== Description of the task ==
All that should be output is the block of lines below from the line with "the four extremum" to the line with "it while the", both included, exactly as written.

•••••

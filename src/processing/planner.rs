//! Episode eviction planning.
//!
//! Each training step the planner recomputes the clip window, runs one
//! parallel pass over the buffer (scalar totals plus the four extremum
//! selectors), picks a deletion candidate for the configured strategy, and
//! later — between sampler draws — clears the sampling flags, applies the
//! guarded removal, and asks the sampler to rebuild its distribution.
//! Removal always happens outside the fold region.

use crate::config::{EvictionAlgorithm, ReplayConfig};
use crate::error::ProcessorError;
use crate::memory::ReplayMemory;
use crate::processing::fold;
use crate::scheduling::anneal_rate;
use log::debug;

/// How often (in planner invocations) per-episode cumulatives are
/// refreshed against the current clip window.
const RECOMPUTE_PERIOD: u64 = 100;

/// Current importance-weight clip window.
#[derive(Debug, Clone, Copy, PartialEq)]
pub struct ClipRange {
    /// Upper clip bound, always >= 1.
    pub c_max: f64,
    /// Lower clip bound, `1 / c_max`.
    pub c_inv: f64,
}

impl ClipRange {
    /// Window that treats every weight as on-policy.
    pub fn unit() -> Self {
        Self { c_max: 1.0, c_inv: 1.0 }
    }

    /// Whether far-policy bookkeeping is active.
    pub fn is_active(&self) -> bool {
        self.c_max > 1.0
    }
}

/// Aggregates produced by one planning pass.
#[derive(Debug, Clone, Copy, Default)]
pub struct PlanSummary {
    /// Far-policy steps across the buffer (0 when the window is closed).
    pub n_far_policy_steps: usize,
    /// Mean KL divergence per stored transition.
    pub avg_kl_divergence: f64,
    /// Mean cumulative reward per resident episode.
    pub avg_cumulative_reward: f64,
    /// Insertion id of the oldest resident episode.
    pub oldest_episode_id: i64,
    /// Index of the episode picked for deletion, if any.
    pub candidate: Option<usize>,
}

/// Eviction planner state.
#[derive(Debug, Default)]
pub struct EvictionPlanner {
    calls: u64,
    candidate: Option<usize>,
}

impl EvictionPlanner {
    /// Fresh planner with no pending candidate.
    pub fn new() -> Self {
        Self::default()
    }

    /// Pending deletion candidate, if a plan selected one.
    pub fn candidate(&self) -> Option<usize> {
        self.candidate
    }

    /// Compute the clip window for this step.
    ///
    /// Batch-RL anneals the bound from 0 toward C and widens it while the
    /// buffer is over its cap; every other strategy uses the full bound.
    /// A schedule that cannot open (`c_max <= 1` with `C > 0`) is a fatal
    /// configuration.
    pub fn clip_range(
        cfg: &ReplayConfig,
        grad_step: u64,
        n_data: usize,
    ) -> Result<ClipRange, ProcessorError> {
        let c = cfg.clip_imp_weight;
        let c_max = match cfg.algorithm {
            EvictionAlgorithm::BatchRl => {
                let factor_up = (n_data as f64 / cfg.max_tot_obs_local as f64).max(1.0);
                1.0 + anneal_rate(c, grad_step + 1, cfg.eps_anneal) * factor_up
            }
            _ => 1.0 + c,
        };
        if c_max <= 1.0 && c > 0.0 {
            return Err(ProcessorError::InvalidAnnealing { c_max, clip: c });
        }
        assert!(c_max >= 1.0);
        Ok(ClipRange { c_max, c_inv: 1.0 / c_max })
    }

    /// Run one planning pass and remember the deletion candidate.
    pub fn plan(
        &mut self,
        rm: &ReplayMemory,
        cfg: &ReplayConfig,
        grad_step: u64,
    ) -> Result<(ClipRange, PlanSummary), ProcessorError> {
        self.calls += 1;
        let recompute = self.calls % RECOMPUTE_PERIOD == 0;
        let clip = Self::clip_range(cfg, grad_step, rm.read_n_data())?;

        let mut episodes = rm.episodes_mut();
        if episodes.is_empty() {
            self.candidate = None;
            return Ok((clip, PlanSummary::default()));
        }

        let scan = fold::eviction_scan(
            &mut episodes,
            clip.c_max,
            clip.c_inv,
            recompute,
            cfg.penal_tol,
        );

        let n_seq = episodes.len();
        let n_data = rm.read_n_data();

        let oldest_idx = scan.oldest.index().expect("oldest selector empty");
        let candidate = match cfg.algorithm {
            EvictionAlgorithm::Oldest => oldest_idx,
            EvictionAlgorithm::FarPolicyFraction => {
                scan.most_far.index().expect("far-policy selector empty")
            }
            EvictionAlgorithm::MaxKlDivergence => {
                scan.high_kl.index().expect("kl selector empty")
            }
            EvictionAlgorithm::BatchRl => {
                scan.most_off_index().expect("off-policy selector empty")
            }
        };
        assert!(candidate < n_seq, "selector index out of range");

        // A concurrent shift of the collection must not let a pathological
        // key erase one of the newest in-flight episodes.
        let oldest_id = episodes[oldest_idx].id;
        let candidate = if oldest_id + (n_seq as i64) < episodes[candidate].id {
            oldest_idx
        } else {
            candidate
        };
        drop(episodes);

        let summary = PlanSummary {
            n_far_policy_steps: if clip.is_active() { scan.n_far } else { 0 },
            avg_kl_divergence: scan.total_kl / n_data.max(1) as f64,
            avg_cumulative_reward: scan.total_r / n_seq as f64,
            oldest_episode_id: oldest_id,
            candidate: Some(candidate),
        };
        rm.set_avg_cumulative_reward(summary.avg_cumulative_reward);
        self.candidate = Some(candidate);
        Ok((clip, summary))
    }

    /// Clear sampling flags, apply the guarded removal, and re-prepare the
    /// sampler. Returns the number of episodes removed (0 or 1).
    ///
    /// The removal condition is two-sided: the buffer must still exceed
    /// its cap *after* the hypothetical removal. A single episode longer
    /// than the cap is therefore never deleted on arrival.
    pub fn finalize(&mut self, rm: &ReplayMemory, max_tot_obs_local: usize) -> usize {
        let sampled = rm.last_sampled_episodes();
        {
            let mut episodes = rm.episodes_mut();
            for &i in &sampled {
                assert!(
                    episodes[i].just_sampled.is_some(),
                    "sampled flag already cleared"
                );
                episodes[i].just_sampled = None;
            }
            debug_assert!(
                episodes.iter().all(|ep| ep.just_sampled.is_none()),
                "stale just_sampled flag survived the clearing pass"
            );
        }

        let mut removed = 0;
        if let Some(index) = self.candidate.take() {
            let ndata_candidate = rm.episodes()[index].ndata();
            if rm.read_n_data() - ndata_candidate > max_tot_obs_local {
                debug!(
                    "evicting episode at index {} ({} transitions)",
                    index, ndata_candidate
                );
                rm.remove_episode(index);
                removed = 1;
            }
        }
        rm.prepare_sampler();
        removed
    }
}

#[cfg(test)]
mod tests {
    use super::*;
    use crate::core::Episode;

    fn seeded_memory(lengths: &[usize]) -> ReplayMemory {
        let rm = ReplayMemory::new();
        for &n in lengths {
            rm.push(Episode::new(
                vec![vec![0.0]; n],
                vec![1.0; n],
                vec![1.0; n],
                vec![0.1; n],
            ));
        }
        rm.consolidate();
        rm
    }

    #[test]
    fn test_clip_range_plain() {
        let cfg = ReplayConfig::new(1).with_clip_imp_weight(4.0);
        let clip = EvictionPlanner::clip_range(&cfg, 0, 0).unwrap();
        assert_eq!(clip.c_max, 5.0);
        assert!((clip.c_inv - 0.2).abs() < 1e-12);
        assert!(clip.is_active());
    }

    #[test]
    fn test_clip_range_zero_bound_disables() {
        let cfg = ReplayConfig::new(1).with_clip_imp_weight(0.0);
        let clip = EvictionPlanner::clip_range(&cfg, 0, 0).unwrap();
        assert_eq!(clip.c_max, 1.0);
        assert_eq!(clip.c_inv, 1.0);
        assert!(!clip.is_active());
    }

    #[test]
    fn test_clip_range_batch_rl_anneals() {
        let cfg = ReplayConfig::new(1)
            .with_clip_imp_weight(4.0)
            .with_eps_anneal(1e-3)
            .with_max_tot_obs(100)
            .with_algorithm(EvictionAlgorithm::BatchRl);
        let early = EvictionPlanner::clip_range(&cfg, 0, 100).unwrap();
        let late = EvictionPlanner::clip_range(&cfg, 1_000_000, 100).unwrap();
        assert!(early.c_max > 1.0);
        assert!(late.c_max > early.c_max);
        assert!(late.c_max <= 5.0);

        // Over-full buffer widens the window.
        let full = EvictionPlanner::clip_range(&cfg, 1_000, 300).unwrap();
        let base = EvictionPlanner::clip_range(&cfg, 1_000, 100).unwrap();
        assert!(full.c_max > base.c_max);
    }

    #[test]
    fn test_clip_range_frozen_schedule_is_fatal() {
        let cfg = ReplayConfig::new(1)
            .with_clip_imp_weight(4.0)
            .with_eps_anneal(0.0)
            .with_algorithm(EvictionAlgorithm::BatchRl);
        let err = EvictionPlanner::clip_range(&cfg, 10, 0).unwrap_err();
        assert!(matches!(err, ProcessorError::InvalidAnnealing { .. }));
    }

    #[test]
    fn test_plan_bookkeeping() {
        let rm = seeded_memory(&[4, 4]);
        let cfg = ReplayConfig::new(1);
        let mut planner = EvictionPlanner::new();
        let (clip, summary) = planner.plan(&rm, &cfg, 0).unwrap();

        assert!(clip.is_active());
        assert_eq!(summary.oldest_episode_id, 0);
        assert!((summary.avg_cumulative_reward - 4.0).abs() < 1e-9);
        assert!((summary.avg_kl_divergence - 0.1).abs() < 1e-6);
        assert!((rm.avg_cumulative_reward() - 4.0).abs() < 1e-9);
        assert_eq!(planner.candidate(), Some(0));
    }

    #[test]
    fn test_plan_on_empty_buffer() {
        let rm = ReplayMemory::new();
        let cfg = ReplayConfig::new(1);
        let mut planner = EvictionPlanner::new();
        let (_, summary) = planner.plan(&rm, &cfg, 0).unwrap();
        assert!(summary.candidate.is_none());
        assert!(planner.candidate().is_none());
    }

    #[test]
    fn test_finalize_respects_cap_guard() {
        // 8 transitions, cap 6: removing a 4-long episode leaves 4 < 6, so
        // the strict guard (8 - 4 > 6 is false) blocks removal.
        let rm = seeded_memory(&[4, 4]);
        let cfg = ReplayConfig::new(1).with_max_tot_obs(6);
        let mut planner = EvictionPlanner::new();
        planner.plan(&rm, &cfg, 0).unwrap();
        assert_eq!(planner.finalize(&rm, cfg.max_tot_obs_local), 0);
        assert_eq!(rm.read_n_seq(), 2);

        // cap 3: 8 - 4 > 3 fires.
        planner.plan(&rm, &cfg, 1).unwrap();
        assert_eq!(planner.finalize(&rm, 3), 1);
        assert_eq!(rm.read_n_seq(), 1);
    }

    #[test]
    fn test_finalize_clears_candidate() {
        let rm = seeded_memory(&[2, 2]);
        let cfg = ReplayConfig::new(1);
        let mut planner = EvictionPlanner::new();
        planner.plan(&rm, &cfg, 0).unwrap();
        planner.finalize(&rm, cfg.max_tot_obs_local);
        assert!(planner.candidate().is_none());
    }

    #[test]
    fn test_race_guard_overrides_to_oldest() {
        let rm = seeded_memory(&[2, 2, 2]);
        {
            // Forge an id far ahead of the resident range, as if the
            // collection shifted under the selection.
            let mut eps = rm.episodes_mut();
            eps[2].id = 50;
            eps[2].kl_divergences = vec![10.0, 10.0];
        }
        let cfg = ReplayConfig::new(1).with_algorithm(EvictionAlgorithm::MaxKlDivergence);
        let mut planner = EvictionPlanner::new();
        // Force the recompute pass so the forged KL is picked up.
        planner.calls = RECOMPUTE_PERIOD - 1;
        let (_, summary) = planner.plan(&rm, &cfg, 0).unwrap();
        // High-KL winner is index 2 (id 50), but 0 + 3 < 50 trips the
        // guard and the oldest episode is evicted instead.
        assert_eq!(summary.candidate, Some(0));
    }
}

•••••

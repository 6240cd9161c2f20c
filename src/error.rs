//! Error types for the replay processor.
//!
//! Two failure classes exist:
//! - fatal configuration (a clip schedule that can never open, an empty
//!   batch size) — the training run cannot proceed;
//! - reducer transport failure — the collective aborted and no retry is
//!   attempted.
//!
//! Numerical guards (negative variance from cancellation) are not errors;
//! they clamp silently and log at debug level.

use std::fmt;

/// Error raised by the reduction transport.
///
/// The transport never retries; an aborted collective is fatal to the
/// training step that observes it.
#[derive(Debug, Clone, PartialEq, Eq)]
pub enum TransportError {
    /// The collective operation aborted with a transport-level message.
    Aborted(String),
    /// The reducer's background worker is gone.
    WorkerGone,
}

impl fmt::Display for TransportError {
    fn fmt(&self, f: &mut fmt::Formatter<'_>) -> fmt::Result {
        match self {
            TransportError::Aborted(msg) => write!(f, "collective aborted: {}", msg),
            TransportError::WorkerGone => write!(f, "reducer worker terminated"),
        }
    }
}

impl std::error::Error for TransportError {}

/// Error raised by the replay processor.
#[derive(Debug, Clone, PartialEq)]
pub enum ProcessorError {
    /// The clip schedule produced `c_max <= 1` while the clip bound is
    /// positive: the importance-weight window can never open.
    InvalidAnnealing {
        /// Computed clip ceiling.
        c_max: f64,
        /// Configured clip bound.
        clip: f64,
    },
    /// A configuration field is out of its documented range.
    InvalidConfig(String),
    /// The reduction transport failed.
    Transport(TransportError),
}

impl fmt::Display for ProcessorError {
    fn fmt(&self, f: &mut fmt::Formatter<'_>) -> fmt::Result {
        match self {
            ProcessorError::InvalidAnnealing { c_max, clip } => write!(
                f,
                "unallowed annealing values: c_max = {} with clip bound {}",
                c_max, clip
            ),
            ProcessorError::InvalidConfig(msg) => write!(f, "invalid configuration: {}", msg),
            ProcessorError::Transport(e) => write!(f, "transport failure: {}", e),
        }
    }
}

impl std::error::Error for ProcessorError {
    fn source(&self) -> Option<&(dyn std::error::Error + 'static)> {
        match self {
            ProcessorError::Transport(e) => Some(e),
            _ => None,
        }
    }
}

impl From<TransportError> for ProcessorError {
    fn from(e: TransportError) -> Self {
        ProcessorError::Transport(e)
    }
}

•••••

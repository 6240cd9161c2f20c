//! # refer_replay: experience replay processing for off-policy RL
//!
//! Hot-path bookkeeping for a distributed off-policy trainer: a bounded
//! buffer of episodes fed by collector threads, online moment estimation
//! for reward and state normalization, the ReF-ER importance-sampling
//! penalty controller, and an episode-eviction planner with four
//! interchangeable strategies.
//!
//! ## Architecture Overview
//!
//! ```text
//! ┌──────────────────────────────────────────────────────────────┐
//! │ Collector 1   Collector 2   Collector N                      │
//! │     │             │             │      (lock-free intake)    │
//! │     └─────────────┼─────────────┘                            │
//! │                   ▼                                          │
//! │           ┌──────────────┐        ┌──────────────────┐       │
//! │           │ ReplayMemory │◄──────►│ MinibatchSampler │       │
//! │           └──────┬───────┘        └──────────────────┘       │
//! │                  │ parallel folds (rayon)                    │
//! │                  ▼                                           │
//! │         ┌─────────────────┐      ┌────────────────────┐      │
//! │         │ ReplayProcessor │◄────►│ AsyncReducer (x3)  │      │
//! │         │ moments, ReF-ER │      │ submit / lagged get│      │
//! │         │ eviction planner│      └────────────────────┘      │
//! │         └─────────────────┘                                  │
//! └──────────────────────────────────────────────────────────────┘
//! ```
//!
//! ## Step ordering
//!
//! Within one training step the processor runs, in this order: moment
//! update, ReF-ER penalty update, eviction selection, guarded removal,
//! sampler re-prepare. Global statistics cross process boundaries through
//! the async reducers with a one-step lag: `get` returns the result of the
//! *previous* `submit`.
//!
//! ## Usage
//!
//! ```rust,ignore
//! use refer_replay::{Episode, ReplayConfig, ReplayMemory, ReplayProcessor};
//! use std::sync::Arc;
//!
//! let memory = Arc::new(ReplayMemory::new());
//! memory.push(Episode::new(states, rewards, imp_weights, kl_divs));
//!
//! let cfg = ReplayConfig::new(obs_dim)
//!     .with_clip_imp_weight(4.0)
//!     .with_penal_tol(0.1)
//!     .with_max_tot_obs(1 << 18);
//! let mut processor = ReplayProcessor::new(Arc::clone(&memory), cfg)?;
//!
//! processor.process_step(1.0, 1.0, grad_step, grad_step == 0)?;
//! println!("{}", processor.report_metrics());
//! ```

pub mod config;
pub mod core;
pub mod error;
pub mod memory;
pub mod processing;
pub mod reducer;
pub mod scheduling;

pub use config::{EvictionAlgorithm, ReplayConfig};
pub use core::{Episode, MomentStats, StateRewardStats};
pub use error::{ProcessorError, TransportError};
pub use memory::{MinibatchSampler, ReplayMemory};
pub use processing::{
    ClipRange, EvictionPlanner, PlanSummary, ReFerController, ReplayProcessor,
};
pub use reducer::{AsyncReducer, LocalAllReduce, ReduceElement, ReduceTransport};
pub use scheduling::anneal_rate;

•••••

== Your solution ==
//! parallel pass over the buffer (scalar totals plus the four extremum
//! selectors), picks a deletion candidate for the configured strategy, and
//! later — between sampler draws — clears the sampling flags, applies the
//! guarded removal, and asks the sampler to rebuild its distribution.
//! Removal always happens outside the fold region.

use crate::config::{EvictionAlgorithm, ReplayConfig};
use crate::error::ProcessorError;
use crate::memory::ReplayMemory;
use crate::processing::fold;
use crate::scheduling::anneal_rate;
use log::debug;

/// How often (in planner invocations) per-episode cumulatives are
/// refreshed against the current clip window.
const RECOMPUTE_PERIOD: u64 = 100;

/// Current importance-weight clip window.
#[derive(Debug, Clone, Copy, PartialEq)]
pub struct ClipRange {
    /// Upper clip bound, always >= 1.
    pub c_max: f64,
    /// Lower clip bound, `1 / c_max`.
    pub c_inv: f64,
}

impl ClipRange {
    /// Window that treats every weight as on-policy.
    pub fn unit() -> Self {
        Self { c_max: 1.0, c_inv: 1.0 }
    }

    /// Whether far-policy bookkeeping is active.
    pub fn is_active(&self) -> bool {
        self.c_max > 1.0
    }
}

/// Aggregates produced by one planning pass.
#[derive(Debug, Clone, Copy, Default)]
pub struct PlanSummary {
    /// Far-policy steps across the buffer (0 when the window is closed).
    pub n_far_policy_steps: usize,
    /// Mean KL divergence per stored transition.
    pub avg_kl_divergence: f64,
    /// Mean cumulative reward per resident episode.
    pub avg_cumulative_reward: f64,
    /// Insertion id of the oldest resident episode.
    pub oldest_episode_id: i64,
    /// Index of the episode picked for deletion, if any.
    pub candidate: Option<usize>,
}

/// Eviction planner state.
#[derive(Debug, Default)]
pub struct EvictionPlanner {
    calls: u64,
    candidate: Option<usize>,
}

impl EvictionPlanner {
    /// Fresh planner with no pending candidate.
    pub fn new() -> Self {
        Self::default()
    }

    /// Pending deletion candidate, if a plan selected one.
    pub fn candidate(&self) -> Option<usize> {
        self.candidate
    }

    /// Compute the clip window for this step.
    ///
    /// Batch-RL anneals the bound from 0 toward C and widens it while the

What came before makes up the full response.